## Task brief
Tally up every line in the records beneath that has "Copy", and write down only the total.

## Data under study

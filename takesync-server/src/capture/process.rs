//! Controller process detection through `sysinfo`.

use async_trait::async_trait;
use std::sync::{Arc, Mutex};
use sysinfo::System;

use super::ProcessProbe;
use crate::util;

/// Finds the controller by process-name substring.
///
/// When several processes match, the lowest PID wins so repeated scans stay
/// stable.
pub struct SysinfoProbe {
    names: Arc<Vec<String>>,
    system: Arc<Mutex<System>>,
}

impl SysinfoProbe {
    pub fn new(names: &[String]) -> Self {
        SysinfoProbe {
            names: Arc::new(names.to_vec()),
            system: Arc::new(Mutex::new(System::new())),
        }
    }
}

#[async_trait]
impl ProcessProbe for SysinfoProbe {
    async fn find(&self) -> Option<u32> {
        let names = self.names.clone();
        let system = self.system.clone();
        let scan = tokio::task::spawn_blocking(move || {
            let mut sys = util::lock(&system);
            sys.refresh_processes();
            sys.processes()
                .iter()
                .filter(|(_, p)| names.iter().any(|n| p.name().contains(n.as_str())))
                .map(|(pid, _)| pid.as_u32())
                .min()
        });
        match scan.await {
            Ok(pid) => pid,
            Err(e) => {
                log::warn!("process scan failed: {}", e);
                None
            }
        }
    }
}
...
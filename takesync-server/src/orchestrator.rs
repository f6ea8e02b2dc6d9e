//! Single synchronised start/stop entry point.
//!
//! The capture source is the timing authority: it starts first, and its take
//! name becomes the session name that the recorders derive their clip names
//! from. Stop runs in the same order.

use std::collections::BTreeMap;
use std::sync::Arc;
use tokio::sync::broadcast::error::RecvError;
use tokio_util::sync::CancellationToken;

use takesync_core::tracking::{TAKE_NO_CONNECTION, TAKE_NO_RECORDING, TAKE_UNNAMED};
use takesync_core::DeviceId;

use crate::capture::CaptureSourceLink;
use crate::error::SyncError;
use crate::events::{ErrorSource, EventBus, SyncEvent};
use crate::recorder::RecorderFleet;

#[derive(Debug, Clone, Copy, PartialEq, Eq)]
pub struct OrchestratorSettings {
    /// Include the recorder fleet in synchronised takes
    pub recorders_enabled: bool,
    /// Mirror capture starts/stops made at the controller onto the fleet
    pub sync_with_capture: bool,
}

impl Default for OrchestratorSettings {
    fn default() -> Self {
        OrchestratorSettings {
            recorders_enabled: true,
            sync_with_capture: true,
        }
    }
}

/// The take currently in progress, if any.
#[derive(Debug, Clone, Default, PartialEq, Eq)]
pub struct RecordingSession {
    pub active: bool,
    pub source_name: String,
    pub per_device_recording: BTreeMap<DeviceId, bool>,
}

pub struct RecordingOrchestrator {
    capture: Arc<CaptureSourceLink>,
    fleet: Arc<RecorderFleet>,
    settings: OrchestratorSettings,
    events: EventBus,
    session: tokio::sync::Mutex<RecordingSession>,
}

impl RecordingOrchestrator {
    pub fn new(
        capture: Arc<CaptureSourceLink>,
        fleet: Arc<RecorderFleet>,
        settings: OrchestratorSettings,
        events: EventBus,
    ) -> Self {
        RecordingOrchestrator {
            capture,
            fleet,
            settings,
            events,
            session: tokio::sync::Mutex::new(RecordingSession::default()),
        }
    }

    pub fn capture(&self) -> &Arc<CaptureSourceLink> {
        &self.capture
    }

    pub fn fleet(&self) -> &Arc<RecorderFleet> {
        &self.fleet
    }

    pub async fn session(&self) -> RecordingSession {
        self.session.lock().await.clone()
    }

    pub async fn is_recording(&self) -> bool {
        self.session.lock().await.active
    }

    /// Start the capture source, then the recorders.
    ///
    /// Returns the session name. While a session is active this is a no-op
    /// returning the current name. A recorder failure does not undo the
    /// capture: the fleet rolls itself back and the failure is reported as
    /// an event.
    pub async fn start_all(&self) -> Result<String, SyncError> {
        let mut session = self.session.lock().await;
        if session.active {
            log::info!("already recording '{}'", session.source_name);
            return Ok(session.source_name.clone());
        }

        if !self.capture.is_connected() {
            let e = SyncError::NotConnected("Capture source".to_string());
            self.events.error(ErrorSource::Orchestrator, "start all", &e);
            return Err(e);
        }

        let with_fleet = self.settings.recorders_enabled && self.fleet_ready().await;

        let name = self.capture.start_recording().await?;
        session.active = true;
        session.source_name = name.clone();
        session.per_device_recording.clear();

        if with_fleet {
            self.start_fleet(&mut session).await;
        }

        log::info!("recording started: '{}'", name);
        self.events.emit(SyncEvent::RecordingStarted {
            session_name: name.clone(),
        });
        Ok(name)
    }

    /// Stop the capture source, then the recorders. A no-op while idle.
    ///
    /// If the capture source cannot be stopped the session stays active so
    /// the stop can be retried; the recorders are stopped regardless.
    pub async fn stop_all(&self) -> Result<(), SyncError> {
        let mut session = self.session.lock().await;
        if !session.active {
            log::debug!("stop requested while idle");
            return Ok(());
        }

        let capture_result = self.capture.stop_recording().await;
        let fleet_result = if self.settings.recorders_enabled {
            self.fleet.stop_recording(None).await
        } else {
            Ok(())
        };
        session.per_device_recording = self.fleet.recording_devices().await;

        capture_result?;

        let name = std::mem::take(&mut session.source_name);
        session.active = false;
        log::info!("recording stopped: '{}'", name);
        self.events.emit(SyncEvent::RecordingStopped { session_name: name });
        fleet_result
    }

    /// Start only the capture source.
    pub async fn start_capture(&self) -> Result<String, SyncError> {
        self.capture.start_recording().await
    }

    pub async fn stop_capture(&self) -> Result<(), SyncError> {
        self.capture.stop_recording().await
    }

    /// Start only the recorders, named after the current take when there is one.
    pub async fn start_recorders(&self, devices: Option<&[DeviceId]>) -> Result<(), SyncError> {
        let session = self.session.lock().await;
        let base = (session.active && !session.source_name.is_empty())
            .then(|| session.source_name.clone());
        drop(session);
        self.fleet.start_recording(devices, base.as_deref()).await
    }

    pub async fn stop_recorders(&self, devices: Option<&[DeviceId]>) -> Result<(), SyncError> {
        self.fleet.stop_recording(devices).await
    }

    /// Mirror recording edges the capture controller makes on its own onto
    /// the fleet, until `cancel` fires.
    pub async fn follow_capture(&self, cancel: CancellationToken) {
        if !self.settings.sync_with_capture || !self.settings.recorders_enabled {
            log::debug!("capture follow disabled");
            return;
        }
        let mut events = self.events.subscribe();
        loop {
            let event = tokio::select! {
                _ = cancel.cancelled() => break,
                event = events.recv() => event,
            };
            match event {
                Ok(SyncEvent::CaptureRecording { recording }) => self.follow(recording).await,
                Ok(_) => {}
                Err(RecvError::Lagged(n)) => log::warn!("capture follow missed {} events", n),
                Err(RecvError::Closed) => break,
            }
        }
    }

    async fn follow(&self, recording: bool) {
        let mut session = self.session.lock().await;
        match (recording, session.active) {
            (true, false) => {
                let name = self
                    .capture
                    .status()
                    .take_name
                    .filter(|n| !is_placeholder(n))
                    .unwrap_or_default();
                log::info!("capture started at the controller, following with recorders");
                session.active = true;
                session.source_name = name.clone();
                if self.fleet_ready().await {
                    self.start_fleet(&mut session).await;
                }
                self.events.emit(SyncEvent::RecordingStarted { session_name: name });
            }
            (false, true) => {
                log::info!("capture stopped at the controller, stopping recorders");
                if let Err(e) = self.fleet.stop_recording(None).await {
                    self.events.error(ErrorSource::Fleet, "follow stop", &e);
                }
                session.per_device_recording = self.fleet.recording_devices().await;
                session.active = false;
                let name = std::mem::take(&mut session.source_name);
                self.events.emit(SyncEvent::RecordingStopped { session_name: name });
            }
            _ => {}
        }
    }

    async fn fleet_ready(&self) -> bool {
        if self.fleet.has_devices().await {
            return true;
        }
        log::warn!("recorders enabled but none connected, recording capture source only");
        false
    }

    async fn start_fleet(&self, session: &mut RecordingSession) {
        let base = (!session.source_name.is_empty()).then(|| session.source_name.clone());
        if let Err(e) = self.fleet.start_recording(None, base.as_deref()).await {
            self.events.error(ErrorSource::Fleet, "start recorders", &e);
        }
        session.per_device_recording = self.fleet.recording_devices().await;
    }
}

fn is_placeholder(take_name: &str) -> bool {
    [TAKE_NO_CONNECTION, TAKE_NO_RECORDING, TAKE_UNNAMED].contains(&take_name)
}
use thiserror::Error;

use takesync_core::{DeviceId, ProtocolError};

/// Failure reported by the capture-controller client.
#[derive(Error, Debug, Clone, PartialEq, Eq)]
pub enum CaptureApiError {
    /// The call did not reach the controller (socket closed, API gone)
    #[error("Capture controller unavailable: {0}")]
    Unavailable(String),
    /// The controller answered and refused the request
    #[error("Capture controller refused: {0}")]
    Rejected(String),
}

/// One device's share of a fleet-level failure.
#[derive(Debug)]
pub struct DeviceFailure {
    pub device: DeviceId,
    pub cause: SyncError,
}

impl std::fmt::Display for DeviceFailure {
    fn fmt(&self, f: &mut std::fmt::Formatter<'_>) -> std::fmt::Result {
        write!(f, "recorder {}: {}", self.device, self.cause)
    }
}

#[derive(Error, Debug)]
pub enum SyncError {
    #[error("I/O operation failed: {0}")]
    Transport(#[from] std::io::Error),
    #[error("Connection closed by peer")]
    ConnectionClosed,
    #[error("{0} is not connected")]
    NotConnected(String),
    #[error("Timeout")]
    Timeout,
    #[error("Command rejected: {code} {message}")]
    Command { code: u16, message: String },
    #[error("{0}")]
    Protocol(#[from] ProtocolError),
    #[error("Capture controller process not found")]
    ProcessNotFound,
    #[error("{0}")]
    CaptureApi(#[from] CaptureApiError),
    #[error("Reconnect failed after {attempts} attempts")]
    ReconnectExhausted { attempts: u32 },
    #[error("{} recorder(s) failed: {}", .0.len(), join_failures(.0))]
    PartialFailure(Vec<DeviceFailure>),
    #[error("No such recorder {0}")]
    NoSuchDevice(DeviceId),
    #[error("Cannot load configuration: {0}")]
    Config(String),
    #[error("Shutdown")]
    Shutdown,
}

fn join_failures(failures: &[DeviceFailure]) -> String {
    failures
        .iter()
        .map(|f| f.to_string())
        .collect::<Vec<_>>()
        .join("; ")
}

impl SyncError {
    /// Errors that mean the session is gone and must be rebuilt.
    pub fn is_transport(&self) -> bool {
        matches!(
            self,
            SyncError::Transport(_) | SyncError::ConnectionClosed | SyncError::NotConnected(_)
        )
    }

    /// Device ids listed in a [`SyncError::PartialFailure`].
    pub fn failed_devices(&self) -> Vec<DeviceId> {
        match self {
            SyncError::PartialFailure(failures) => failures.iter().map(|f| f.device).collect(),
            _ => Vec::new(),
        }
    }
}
==
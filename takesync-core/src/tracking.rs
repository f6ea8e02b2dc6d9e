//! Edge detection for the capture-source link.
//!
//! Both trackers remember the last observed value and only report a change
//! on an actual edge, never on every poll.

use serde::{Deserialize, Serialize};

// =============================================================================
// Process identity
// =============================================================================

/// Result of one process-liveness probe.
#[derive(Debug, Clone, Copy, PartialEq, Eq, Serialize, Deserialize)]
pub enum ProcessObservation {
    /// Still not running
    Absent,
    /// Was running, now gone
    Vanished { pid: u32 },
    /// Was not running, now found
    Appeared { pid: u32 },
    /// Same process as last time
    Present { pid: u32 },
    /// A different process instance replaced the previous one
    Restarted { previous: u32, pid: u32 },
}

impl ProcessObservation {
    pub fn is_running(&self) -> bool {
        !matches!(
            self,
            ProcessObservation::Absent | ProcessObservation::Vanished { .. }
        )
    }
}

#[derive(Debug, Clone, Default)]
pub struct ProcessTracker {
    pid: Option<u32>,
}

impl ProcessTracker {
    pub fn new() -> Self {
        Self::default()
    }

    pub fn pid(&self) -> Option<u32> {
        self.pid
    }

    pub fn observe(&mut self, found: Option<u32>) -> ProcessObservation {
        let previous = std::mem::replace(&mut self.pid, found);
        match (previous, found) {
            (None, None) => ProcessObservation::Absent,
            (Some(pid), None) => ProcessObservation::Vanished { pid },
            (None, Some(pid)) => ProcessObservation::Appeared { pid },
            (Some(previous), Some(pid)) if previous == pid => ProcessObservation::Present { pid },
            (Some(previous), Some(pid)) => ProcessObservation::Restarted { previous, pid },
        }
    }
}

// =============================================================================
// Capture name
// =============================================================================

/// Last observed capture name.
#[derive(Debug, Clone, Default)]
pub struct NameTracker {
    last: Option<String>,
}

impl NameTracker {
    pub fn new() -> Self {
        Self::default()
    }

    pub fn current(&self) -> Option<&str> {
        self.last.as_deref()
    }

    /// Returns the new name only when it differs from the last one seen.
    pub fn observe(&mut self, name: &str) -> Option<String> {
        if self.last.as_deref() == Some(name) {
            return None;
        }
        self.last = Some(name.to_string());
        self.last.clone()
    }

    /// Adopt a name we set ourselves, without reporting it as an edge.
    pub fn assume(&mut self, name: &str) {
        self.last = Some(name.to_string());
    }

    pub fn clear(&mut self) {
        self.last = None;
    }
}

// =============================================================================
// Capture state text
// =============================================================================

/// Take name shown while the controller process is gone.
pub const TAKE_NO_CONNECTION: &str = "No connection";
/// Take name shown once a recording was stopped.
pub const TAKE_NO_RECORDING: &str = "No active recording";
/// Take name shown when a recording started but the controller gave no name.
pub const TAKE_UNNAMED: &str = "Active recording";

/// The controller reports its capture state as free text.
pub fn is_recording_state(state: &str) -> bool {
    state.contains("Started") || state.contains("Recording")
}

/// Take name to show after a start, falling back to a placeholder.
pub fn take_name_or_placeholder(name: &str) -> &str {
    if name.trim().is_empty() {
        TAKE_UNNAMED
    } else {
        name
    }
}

## Task solution
2